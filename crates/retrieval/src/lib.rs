//! # Hindsight Retrieval
//!
//! The retrieval engine: semantic peek with time histograms, turn
//! hydration, and context budgeting. Everything here is read-only and
//! deterministic for fixed inputs against unchanged data — the agent loop
//! builds on these guarantees.

pub mod budget;
pub mod commands;
pub mod histogram;
pub mod hydrate;
pub mod peek;
pub mod token;

pub use budget::{BudgetCaps, BudgetOutcome, ExcludedTurn, ExclusionReason};
pub use commands::{
    parse_tool_call, tool_palette, ToolCommand, AGENT_DEFAULT_BIN_DAYS, HYDRATE_TOOL_NAME,
    PEEK_TOOL_NAME,
};
pub use hydrate::TurnHydrator;
pub use peek::{PeekEngine, PeekParams};
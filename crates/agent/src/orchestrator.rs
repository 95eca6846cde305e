//! The orchestration loop.
//!
//! One chat request runs as one spawned task that streams [`ChatEvent`]s to
//! the caller: model rounds carry the tool palette, tool calls execute
//! concurrently and merge in request order, and the final answer's token
//! deltas are relayed in emission order. The user+assistant exchange is
//! persisted only after the answer completes; a cancelled or failed request
//! persists nothing.

use crate::locks::SessionLocks;
use crate::prompt::{history_messages, SYSTEM_PROMPT};
use crate::state::{OrchestrationState, Phase};
use hindsight_config::{BudgetConfig, ChatConfig, RetrievalConfig};
use hindsight_core::gateway::{ChatGateway, ChatRequest};
use hindsight_core::message::{Message, MessageToolCall};
use hindsight_core::{
    ChatEvent, Error, HydratedTurn, PeekResult, Result, SessionId, SessionLedger, ToolDefinition,
};
use hindsight_retrieval::budget::BudgetCaps;
use hindsight_retrieval::commands::{parse_tool_call, tool_palette, ToolCommand};
use hindsight_retrieval::hydrate::TurnHydrator;
use hindsight_retrieval::peek::PeekEngine;
use serde_json::json;
use std::sync::Arc;
use tokio::sync::mpsc;
use tracing::{debug, info, warn};

/// Outcome of one executed tool call, in request order.
enum CommandOutcome {
    Peek(PeekResult),
    Hydrate(HydratedTurn),
    /// Fed back to the model as a tool error; does not fail the request.
    ToolError(String),
    /// A malformed call; fed back and counted against the correction bound.
    Malformed(String),
}

/// The orchestrator: owns the gateways and engines one chat request needs.
pub struct Orchestrator {
    chat: Arc<dyn ChatGateway>,
    peek: Arc<PeekEngine>,
    hydrator: Arc<TurnHydrator>,
    ledger: Arc<dyn SessionLedger>,
    chat_config: ChatConfig,
    budget: BudgetConfig,
    palette: Vec<ToolDefinition>,
    locks: SessionLocks,
}

impl Orchestrator {
    pub fn new(
        chat: Arc<dyn ChatGateway>,
        peek: Arc<PeekEngine>,
        hydrator: Arc<TurnHydrator>,
        ledger: Arc<dyn SessionLedger>,
        chat_config: ChatConfig,
        retrieval_config: RetrievalConfig,
        budget: BudgetConfig,
    ) -> Self {
        Self {
            chat,
            peek,
            hydrator,
            ledger,
            chat_config,
            budget,
            palette: tool_palette(&retrieval_config),
            locks: SessionLocks::new(),
        }
    }

    /// Start one chat request.
    ///
    /// Resolves (or creates) the session up front so address errors surface
    /// as a `Result`; everything after that streams as events. Dropping the
    /// returned receiver cancels the request before anything is persisted.
    pub async fn chat(
        self: &Arc<Self>,
        session_id: Option<SessionId>,
        user_message: String,
    ) -> Result<(SessionId, mpsc::Receiver<ChatEvent>)> {
        if user_message.trim().is_empty() {
            return Err(Error::InvalidArgument("message must not be empty".into()));
        }

        let session_id = match session_id {
            Some(id) => {
                // Archived sessions reject new chats.
                self.ledger.get_session(id, false).await?;
                id
            }
            None => self.ledger.create_session(None).await?.0,
        };

        let history = self.ledger.history(session_id).await?;

        let (tx, rx) = mpsc::channel(64);
        let orchestrator = Arc::clone(self);
        tokio::spawn(async move {
            orchestrator
                .run(session_id, history, user_message, tx)
                .await;
        });

        Ok((session_id, rx))
    }

    async fn run(
        self: Arc<Self>,
        session_id: SessionId,
        history: Vec<hindsight_core::session::SessionMessage>,
        user_message: String,
        tx: mpsc::Sender<ChatEvent>,
    ) {
        let mut state = OrchestrationState::new();

        let mut messages = Vec::with_capacity(history.len() + 2);
        messages.push(Message::system(SYSTEM_PROMPT));
        messages.extend(history_messages(&history));
        messages.push(Message::user(&user_message));

        info!(session_id = %session_id, history = history.len(), "Chat request started");

        while state.round < self.chat_config.max_rounds {
            state.round += 1;
            state.phase = Phase::AwaitingModel;
            debug!(session_id = %session_id, round = state.round, "Model round");

            let request = ChatRequest {
                model: self.chat_config.model.clone(),
                messages: messages.clone(),
                temperature: self.chat_config.temperature,
                max_tokens: self.chat_config.max_tokens,
                tools: self.palette.clone(),
            };

            let (content, tool_calls) = match self.stream_round(request, &tx).await {
                Ok(Some(round)) => round,
                Ok(None) => {
                    // Receiver dropped; abort without persisting.
                    debug!(session_id = %session_id, "Chat request cancelled");
                    return;
                }
                Err(e) => {
                    self.fail(&mut state, &tx, e.to_string()).await;
                    return;
                }
            };

            if tool_calls.is_empty() {
                state.phase = Phase::StreamingAnswer;
                if content.trim().is_empty() {
                    self.fail(&mut state, &tx, "model produced an empty answer".into())
                        .await;
                    return;
                }
                self.finish(&mut state, session_id, &user_message, content, &tx)
                    .await;
                return;
            }

            state.phase = Phase::ToolCallPending;
            let mut assistant = Message::assistant(content);
            assistant.tool_calls = tool_calls.clone();
            messages.push(assistant);

            match self.execute_round(&tool_calls, &mut state).await {
                Ok(tool_messages) => messages.extend(tool_messages),
                Err(e) => {
                    self.fail(&mut state, &tx, e.to_string()).await;
                    return;
                }
            }

            if state.correction_rounds > self.chat_config.max_correction_rounds {
                self.fail(
                    &mut state,
                    &tx,
                    "model kept producing malformed tool calls".into(),
                )
                .await;
                return;
            }
        }

        self.fail(
            &mut state,
            &tx,
            format!(
                "no answer within {} model rounds",
                self.chat_config.max_rounds
            ),
        )
        .await;
    }

    /// Run one streaming model round. Returns `None` when the caller went
    /// away (send failed), otherwise the accumulated content and any
    /// complete tool calls from the final chunk.
    ///
    /// Deltas are buffered until the round's final chunk: only a round that
    /// ends without tool calls is the answer, and preamble text the model
    /// emits alongside tool calls must not reach the answer stream.
    async fn stream_round(
        &self,
        request: ChatRequest,
        tx: &mpsc::Sender<ChatEvent>,
    ) -> Result<Option<(String, Vec<MessageToolCall>)>> {
        let mut chunks = self.chat.stream(request).await?;
        let mut content = String::new();
        let mut deltas = Vec::new();
        let mut tool_calls = Vec::new();

        while let Some(chunk) = chunks.recv().await {
            let chunk = chunk?;
            if let Some(delta) = chunk.content {
                if !delta.is_empty() {
                    content.push_str(&delta);
                    deltas.push(delta);
                }
            }
            if chunk.done {
                tool_calls = chunk.tool_calls;
                break;
            }
        }

        if tool_calls.is_empty() {
            for delta in deltas {
                let event = ChatEvent::Token { content: delta };
                if tx.send(event).await.is_err() {
                    return Ok(None);
                }
            }
        }

        Ok(Some((content, tool_calls)))
    }

    /// Execute one round's tool calls concurrently, merge in request order,
    /// and apply the context budget to the round's hydrations.
    async fn execute_round(
        &self,
        tool_calls: &[MessageToolCall],
        state: &mut OrchestrationState,
    ) -> Result<Vec<Message>> {
        let futures = tool_calls.iter().map(|call| self.execute_call(call));
        let mut outcomes = futures::future::join_all(futures).await;

        // Upstream failures abort the request before any results are folded.
        if let Some(pos) = outcomes
            .iter()
            .position(|o| matches!(o, Err(e) if e.is_upstream_unavailable()))
        {
            match outcomes.swap_remove(pos) {
                Err(e) => return Err(e),
                Ok(_) => unreachable!("position matched an error"),
            }
        }

        // Budget this round's hydrations against what remains of the caps.
        let round_turns: Vec<HydratedTurn> = outcomes
            .iter()
            .filter_map(|o| match o {
                Ok(CommandOutcome::Hydrate(turn)) => Some(turn.clone()),
                _ => None,
            })
            .collect();
        let caps = BudgetCaps::new(
            self.budget.max_hydrated_turns.saturating_sub(state.admitted_turns),
            self.budget
                .max_context_tokens
                .saturating_sub(state.spent_tokens),
        );
        let budget = caps.select(round_turns);
        let mut included = budget.included.into_iter().peekable();
        let mut excluded = budget.excluded.into_iter().peekable();

        let mut round_malformed = false;
        let mut tool_messages = Vec::with_capacity(tool_calls.len());

        for (call, outcome) in tool_calls.iter().zip(outcomes) {
            let payload = match outcome {
                Ok(CommandOutcome::Peek(result)) => {
                    state.last_histogram = Some(result.histogram.clone());
                    serde_json::to_string(&result)?
                }
                Ok(CommandOutcome::Hydrate(turn)) => {
                    // The budget partition preserves request order, so the
                    // front of exactly one queue matches this hydration.
                    if included
                        .peek()
                        .is_some_and(|t| t.turn_id == turn.turn_id)
                    {
                        let admitted = included.next().expect("peeked");
                        state.admit(&admitted);
                        serde_json::to_string(&admitted)?
                    } else {
                        let dropped = excluded.next().expect("budget partition covers all turns");
                        debug!(turn_id = %dropped.turn_id, reason = ?dropped.reason, "Hydration over budget");
                        json!({
                            "turn_id": dropped.turn_id,
                            "excluded": true,
                            "reason": dropped.reason,
                            "message": "context budget exhausted; answer from the turns already hydrated"
                        })
                        .to_string()
                    }
                }
                Ok(CommandOutcome::ToolError(message)) => {
                    json!({ "error": message }).to_string()
                }
                Ok(CommandOutcome::Malformed(message)) => {
                    round_malformed = true;
                    warn!(tool = %call.name, "Malformed tool call");
                    json!({
                        "error": message,
                        "hint": "available tools are `peek` and `hydrate_turn`; check the argument schema and retry"
                    })
                    .to_string()
                }
                Err(e) => json!({ "error": e.to_string() }).to_string(),
            };
            tool_messages.push(Message::tool_result(&call.id, payload));
        }

        if round_malformed {
            state.correction_rounds += 1;
        }

        Ok(tool_messages)
    }

    async fn execute_call(&self, call: &MessageToolCall) -> Result<CommandOutcome> {
        let command = match parse_tool_call(call) {
            Ok(command) => command,
            Err(Error::MalformedToolCall(message)) => {
                return Ok(CommandOutcome::Malformed(message))
            }
            Err(e) => return Err(e),
        };

        match command {
            ToolCommand::Peek(params) => match self.peek.peek(&params).await {
                Ok(result) => Ok(CommandOutcome::Peek(result)),
                Err(Error::InvalidArgument(message)) => Ok(CommandOutcome::Malformed(message)),
                Err(e) => Err(e),
            },
            ToolCommand::Hydrate(turn_id) => match self.hydrator.hydrate(turn_id).await {
                Ok(turn) => Ok(CommandOutcome::Hydrate(turn)),
                Err(Error::TurnNotFound(id)) => {
                    Ok(CommandOutcome::ToolError(format!("turn not found: {id}")))
                }
                Err(e) => Err(e),
            },
        }
    }

    /// Persist the finalized exchange, then emit metadata and the done
    /// sentinel. Persistence is skipped when the caller already went away.
    async fn finish(
        &self,
        state: &mut OrchestrationState,
        session_id: SessionId,
        user_message: &str,
        answer: String,
        tx: &mpsc::Sender<ChatEvent>,
    ) {
        if tx.is_closed() {
            debug!(session_id = %session_id, "Caller gone before persistence, discarding exchange");
            return;
        }

        let lock = self.locks.for_session(session_id);
        let persisted = {
            let _guard = lock.lock().await;
            self.ledger
                .append_exchange(session_id, user_message, &answer)
                .await
        };

        let persisted = match persisted {
            Ok(p) => p,
            Err(e) => {
                self.fail(state, tx, format!("failed to persist exchange: {e}"))
                    .await;
                return;
            }
        };

        state.phase = Phase::Done;
        info!(
            session_id = %session_id,
            rounds = state.round,
            cited = state.cited_turn_ids.len(),
            "Chat request complete"
        );

        let metadata = ChatEvent::Metadata {
            cited_turn_ids: state.cited_turn_ids.clone(),
            histogram: state.last_histogram.clone(),
            session_id: persisted.session_id,
            conversation_id: persisted.conversation_id,
            user_message_id: persisted.user_message_id,
            assistant_message_id: persisted.assistant_message_id,
        };
        if tx.send(metadata).await.is_ok() {
            let _ = tx.send(ChatEvent::Done).await;
        }
    }

    async fn fail(&self, state: &mut OrchestrationState, tx: &mpsc::Sender<ChatEvent>, message: String) {
        state.phase = Phase::Failed;
        warn!(round = state.round, %message, "Chat request failed");
        let _ = tx.send(ChatEvent::Error { message }).await;
    }
}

---------------

Write out every line in the data that holds the string "against".

//! deterministic for fixed inputs against unchanged data — the agent loop
    /// A malformed call; fed back and counted against the correction bound.
        // Budget this round's hydrations against what remains of the caps.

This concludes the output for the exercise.